Всё это мне очень пригодилось на первых армейских порах. Уже в приёмнике начался поиск спортсменов для различных соревнований. Я, как вы уже знаете, неплохо играл в футбол. Меня тут же приметили, и буквально недели через три я уже играл за сборную училища, хотя в него ещё не поступил.
Моя первая игра прошла довольно неплохо. Я хорош был в технике, но мужской выносливости пока ещё не хватало. Напомню, что мне было чуть больше 17 лет, а рядом на поле бегали самые настоящие мужики — 23-25 лет. Конечно, они были мощнее и, несмотря на мою техническую подготовленность, обходили меня, что называется, на поворотах. Для меня это стало предметным уроком, и я принялся в свободное время улучшать свои физические кондиции.
Кстати, армия в этом смысле дала значительный толчок моему физическому развитию. Взять ту же зарядку, которую я ненавидел, как ненавидел и ежедневные трёхкилометровые кроссы в сапогах — после них долго ныла надкостница… Но нелюбимая зарядка свою роль сыграла, постепенно привив мне неплохую выносливость, а ведь именно она, выносливость, всегда была моим слабым местом на поле. Так что спасибо зарядке!
Все обитатели войскового приёмника казались мне великовозрастными. Средний возраст его контингента составлял 20–21 год (21 год был крайним сроком приёма в училище; в исключительных случаях принимали до 23 лет). И, конечно, с позиций выпускника 10-го класса это были просто солидные мужчины. К 50-ти, скажем, годам разница в 2–3 года фактически не чувствуется, но когда тебе 17, а твоему соседу по казарме 23, она ощущается очень и очень. И хотя я был поднакачан, но… рост — 171, вес — 69… Короче, данные не ахти какие.
Но не это главное. Люди, которые меня окружали, обладали гораздо большим жизненным опытом. В том числе и в вопросах любви. Большинство из них уже познали любовь не только в её книжном варианте. Мой же любовный опыт ограничивался подростковыми вечеринками, которые заканчивались невинными объятиями и поцелуями…
Кроме того, в обиход моих соказарменников входило обязательное курение, выпивка, игры в карты, другие азартные развлечения. И со всем этим мне пришлось столкнуться лицом к лицу. Но спортивные навыки давали о себе знать — я никогда не был «мальчиком для битья». И если даже физически я не выглядел внушительно, это ещё не означало, что я не мог постоять за себя.
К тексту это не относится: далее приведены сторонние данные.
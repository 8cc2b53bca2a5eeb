//! # Domain Errors
//!
//! Failure classification for ledger submissions and ledger queries.

use serde::{Deserialize, Serialize};
use shared_types::ParamError;
use std::fmt;
use thiserror::Error;

/// Kind of a retryable transport failure.
#[derive(Debug, Clone, Copy, PartialEq, Eq, Hash, Serialize, Deserialize)]
pub enum TransportKind {
    /// The node did not answer in time.
    Timeout,
    /// The connection dropped mid-request.
    ConnectionReset,
    /// Fee too low for the current pool; resubmission may succeed.
    Underpriced,
    /// The node is temporarily unavailable.
    Unavailable,
}

impl fmt::Display for TransportKind {
    fn fmt(&self, f: &mut fmt::Formatter<'_>) -> fmt::Result {
        let s = match self {
            TransportKind::Timeout => "timeout",
            TransportKind::ConnectionReset => "connection reset",
            TransportKind::Underpriced => "underpriced",
            TransportKind::Unavailable => "unavailable",
        };
        f.write_str(s)
    }
}

/// Outcome of a failed `submit`.
#[derive(Debug, Clone, PartialEq, Eq, Error)]
pub enum SubmissionError {
    /// Synchronous rejection by the network (malformed parameters,
    /// insufficient funds, nonce conflict, revert on estimate). Not retryable.
    #[error("Rejected by ledger: {reason}")]
    Rejected {
        /// Reason reported by the network.
        reason: String,
    },

    /// Transport-level failure. Retryable.
    #[error("Transport failure ({kind}): {message}")]
    Transport {
        /// Failure kind.
        kind: TransportKind,
        /// Diagnostic message.
        message: String,
    },
}

impl SubmissionError {
    /// Shorthand for a rejection.
    pub fn rejected(reason: impl Into<String>) -> Self {
        SubmissionError::Rejected {
            reason: reason.into(),
        }
    }

    /// Shorthand for a transport failure.
    pub fn transport(kind: TransportKind, message: impl Into<String>) -> Self {
        SubmissionError::Transport {
            kind,
            message: message.into(),
        }
    }

    /// True for transport failures.
    pub fn is_retryable(&self) -> bool {
        matches!(self, SubmissionError::Transport { .. })
    }
}

impl From<ParamError> for SubmissionError {
    fn from(err: ParamError) -> Self {
        SubmissionError::Rejected {
            reason: err.to_string(),
        }
    }
}

/// Errors from ledger queries (subscription, receipts, block height).
#[derive(Debug, Clone, PartialEq, Eq, Error)]
pub enum LedgerClientError {
    /// The ledger could not be reached.
    #[error("Ledger unavailable: {0}")]
    Unavailable(String),

    /// The ledger returned data the binding cannot interpret.
    #[error("Malformed ledger data: {0}")]
    Malformed(#[from] ParamError),
}
//! In-memory transaction store.

use crate::domain::{StoreError, TransactionRecord};
use crate::ports::TransactionStore;
use parking_lot::RwLock;
use shared_types::RecordId;
use std::collections::HashMap;

/// `TransactionStore` backed by a `HashMap`.
#[derive(Debug, Default)]
pub struct InMemoryTransactionStore {
    records: RwLock<HashMap<RecordId, TransactionRecord>>,
}

impl InMemoryTransactionStore {
    /// Empty store.
    pub fn new() -> Self {
        Self::default()
    }

    /// Number of stored records.
    pub fn len(&self) -> usize {
        self.records.read().len()
    }

    /// True when empty.
    pub fn is_empty(&self) -> bool {
        self.records.read().is_empty()
    }
}

impl TransactionStore for InMemoryTransactionStore {
    fn create(&self, record: &TransactionRecord) -> Result<(), StoreError> {
        let mut records = self.records.write();
        if records.contains_key(&record.id) {
            return Err(StoreError::AlreadyExists(record.id));
        }
        records.insert(record.id, record.clone());
        Ok(())
    }

    fn get(&self, id: RecordId) -> Result<Option<TransactionRecord>, StoreError> {
        Ok(self.records.read().get(&id).cloned())
    }

    fn update(&self, record: &TransactionRecord) -> Result<TransactionRecord, StoreError> {
        let mut records = self.records.write();
        let stored = records
            .get_mut(&record.id)
            .ok_or(StoreError::NotFound(record.id))?;

        if stored.version != record.version {
            return Err(StoreError::ConcurrentConflict {
                id: record.id,
                expected: record.version,
                actual: stored.version,
            });
        }

        let mut next = record.clone();
        next.version += 1;
        *stored = next.clone();
        Ok(next)
    }

    fn scan(
        &self,
        predicate: &dyn Fn(&TransactionRecord) -> bool,
    ) -> Result<Vec<TransactionRecord>, StoreError> {
        let mut found: Vec<TransactionRecord> = self
            .records
            .read()
            .values()
            .filter(|r| predicate(r))
            .cloned()
            .collect();
        found.sort_by(|a, b| a.created_at.cmp(&b.created_at).then(a.id.cmp(&b.id)));
        Ok(found)
    }
}
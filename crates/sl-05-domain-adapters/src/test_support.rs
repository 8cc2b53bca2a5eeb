//! Shared fixtures for the unit tests.

use crate::adapters::InMemoryEntityStore;
use crate::chain_registration::ChainRegistrationAdapter;
use crate::domain::CreateItemRequest;
use crate::item_lifecycle::ItemLifecycleAdapter;
use crate::ports::{ChainRegistrationApi, EntityStore, ItemLifecycleApi};
use crate::service::DomainAdapters;
use crate::writer::EntityLock;
use shared_types::{EventKind, ExternalRef, LedgerEvent, MockTimeSource, ParamValue, RecordId};
use sl_01_ledger_client::{MockLedgerClient, SupplyChainContract};
use sl_02_transaction_store::InMemoryTransactionStore;
use sl_03_submission_coordinator::{
    ConfirmationEvidence, ReconciliationApi, RetryPolicy, SubmissionCoordinator,
};
use std::sync::atomic::{AtomicU64, Ordering};
use std::sync::Arc;
use std::time::Duration;

pub(crate) struct Harness {
    pub coordinator: Arc<SubmissionCoordinator>,
    pub ledger: Arc<MockLedgerClient>,
    pub records: Arc<InMemoryTransactionStore>,
    pub entities: Arc<InMemoryEntityStore>,
    pub lock: EntityLock,
    adapters: DomainAdapters,
    hashes: AtomicU64,
}

impl Harness {
    pub fn new() -> Self {
        let ledger = Arc::new(MockLedgerClient::new());
        let records = Arc::new(InMemoryTransactionStore::new());
        let entities = Arc::new(InMemoryEntityStore::new());
        let time = Arc::new(MockTimeSource::new(1_000_000));
        let coordinator = Arc::new(SubmissionCoordinator::new(
            records.clone(),
            ledger.clone(),
            Arc::new(SupplyChainContract::new("0xc0ffee")),
            time.clone(),
            RetryPolicy::default()
                .with_max_retries(3)
                .with_initial_backoff(Duration::from_millis(1))
                .with_max_backoff(Duration::from_millis(4)),
        ));
        let adapters = DomainAdapters::new(
            coordinator.clone(),
            entities.clone(),
            time,
            Duration::from_secs(30),
        );
        Self {
            coordinator,
            ledger,
            records,
            entities,
            lock: adapters.entity_lock(),
            adapters,
            hashes: AtomicU64::new(0),
        }
    }

    pub fn chains(&self) -> Arc<ChainRegistrationAdapter> {
        self.adapters.chains()
    }

    pub fn items(&self) -> Arc<ItemLifecycleAdapter> {
        self.adapters.items()
    }

    pub fn create_request(&self, item_id: u64, quantity: u64) -> CreateItemRequest {
        CreateItemRequest {
            item_id,
            supply_chain_id: 7,
            quantity,
            item_type: "raw-material".to_string(),
            owner: "0xa11ce".to_string(),
        }
    }

    pub async fn confirm(&self, record_id: RecordId) {
        let n = self.hashes.fetch_add(1, Ordering::SeqCst);
        self.coordinator
            .confirm(
                record_id,
                ConfirmationEvidence {
                    transaction_hash: ExternalRef::new(format!("0xfixture{n}")),
                    block_number: Some(n),
                    event: None,
                },
            )
            .await
            .unwrap();
    }

    pub async fn confirmed_chain(&self, chain_id: u64, owner: &str) {
        let intent = self
            .chains()
            .create_chain(chain_id, "Coffee", owner)
            .await
            .unwrap();
        self.confirm(intent.record_id).await;
    }

    pub async fn confirmed_item(&self, item_id: u64, quantity: u64) {
        let intent = self
            .items()
            .create_item(self.create_request(item_id, quantity))
            .await
            .unwrap();
        self.confirm(intent.record_id).await;
    }

    pub async fn authorize(&self, chain_id: u64, participant: &str) {
        let owner = self.entities.load_chain(chain_id).unwrap().unwrap().owner;
        let intent = self
            .chains()
            .authorize_participant(chain_id, participant, "carrier", &owner)
            .await
            .unwrap();
        self.confirm(intent.record_id).await;
    }
}

pub(crate) fn event(kind: EventKind, hash: &str, fields: &[(&str, ParamValue)]) -> LedgerEvent {
    LedgerEvent {
        kind,
        contract: "0xc0ffee".to_string(),
        fields: fields
            .iter()
            .map(|(name, value)| (name.to_string(), value.clone()))
            .collect(),
        transaction_hash: ExternalRef::new(hash),
        block_number: 1,
        log_index: 0,
    }
}
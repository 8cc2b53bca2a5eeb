//! Value objects exchanged with callers of the coordinator.

use super::outcome::OutcomeFuture;
use serde::{Deserialize, Serialize};
use shared_types::{ExternalRef, LedgerEvent, LedgerOperation, RecordId, TxStatus};
use sl_02_transaction_store::TransactionRecord;
use std::time::Duration;
use tokio::task::JoinHandle;

/// A record created but not yet handed to the ledger.
///
/// Callers write their optimistic mutation referencing `record.id` between
/// `prepare` and `dispatch`.
#[derive(Debug, Clone)]
pub struct PreparedSubmission {
    /// The stored record (PENDING, or REDUNDANT).
    pub record: TransactionRecord,
}

impl PreparedSubmission {
    /// Id of the new record.
    pub fn id(&self) -> RecordId {
        self.record.id
    }

    /// In-flight record this one follows, when redundant.
    pub fn redundant_of(&self) -> Option<RecordId> {
        self.record.redundant_of
    }

    /// True when no ledger call will be made.
    pub fn is_redundant(&self) -> bool {
        self.record.status == TxStatus::Redundant
    }
}

/// Handle returned by `dispatch`/`submit`.
#[derive(Debug)]
pub struct SubmissionHandle {
    /// Record created for this submission.
    pub record_id: RecordId,
    /// In-flight record followed instead of calling the ledger.
    pub redundant_of: Option<RecordId>,
    /// Resolves on CONFIRMED or FAILED.
    pub outcome: OutcomeFuture,
    /// Driving task; `None` for redundant submissions.
    pub task: Option<JoinHandle<()>>,
}

impl SubmissionHandle {
    /// Wait until the driving task has finished (accepted or failed).
    pub async fn driven(&mut self) {
        if let Some(task) = self.task.take() {
            // A panicking driver leaves the record PENDING; staleness covers it.
            let _ = task.await;
        }
    }
}

/// How a driving loop ended.
#[derive(Debug, Clone, PartialEq, Eq)]
pub enum DriveResult {
    /// Accepted by the ledger; confirmation is up to the reconciler.
    Accepted(ExternalRef),
    /// Rejected or out of retries.
    Failed(String),
    /// Someone else already moved the record.
    AlreadyResolved(TxStatus),
}

/// What proves a record executed.
#[derive(Debug, Clone, PartialEq, Eq)]
pub struct ConfirmationEvidence {
    /// Hash of the transaction that emitted the event.
    pub transaction_hash: ExternalRef,
    /// Block of the event.
    pub block_number: Option<u64>,
    /// The event itself, when confirmation came from one.
    pub event: Option<LedgerEvent>,
}

impl ConfirmationEvidence {
    /// Evidence carried by a ledger event.
    pub fn from_event(event: &LedgerEvent) -> Self {
        Self {
            transaction_hash: event.transaction_hash.clone(),
            block_number: Some(event.block_number),
            event: Some(event.clone()),
        }
    }
}

/// A PENDING record older than the staleness threshold.
#[derive(Debug, Clone, PartialEq, Eq, Serialize, Deserialize)]
pub struct StaleSubmission {
    /// Record id.
    pub record_id: RecordId,
    /// Operation.
    pub operation: LedgerOperation,
    /// Time since creation.
    pub age: Duration,
    /// Hash, if the ledger accepted the call.
    pub external_reference: Option<ExternalRef>,
    /// Transport failures so far.
    pub retry_count: u32,
}

impl StaleSubmission {
    /// True if the ledger accepted the call (receipt lookup is possible).
    pub fn is_accepted(&self) -> bool {
        self.external_reference.is_some()
    }
}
Помимо всего прочего, я был москвичом и неплохо играл в футбол, а это в глазах молодых искателей лётного счастья прибавляло мне авторитета. Обо всём этом я пишу, чтобы читатели лучше поняли быт и настроения, царившие в лётных, да и вообще военных училищах того времени.
Честно говоря, сама обстановка приёмника училища действовала на меня крайне угнетающе. Первая романтика улетучилась довольно быстро. Во-первых, я понял, что попал не в истребительное, а в бомбардировочное училище. Во-вторых, увидел, каким образом шло установление железных армейских порядков. В прежней, штатской жизни я мог, иногда даже не без удовольствия, подчиняться кому-то, особенно старшим, но не их физической силе, а силе их убеждений. Здесь же я видел только неприкрытый диктат власти и силы, далеко не всегда обладавший той моральной убедительностью, которая должна исходить от начальников.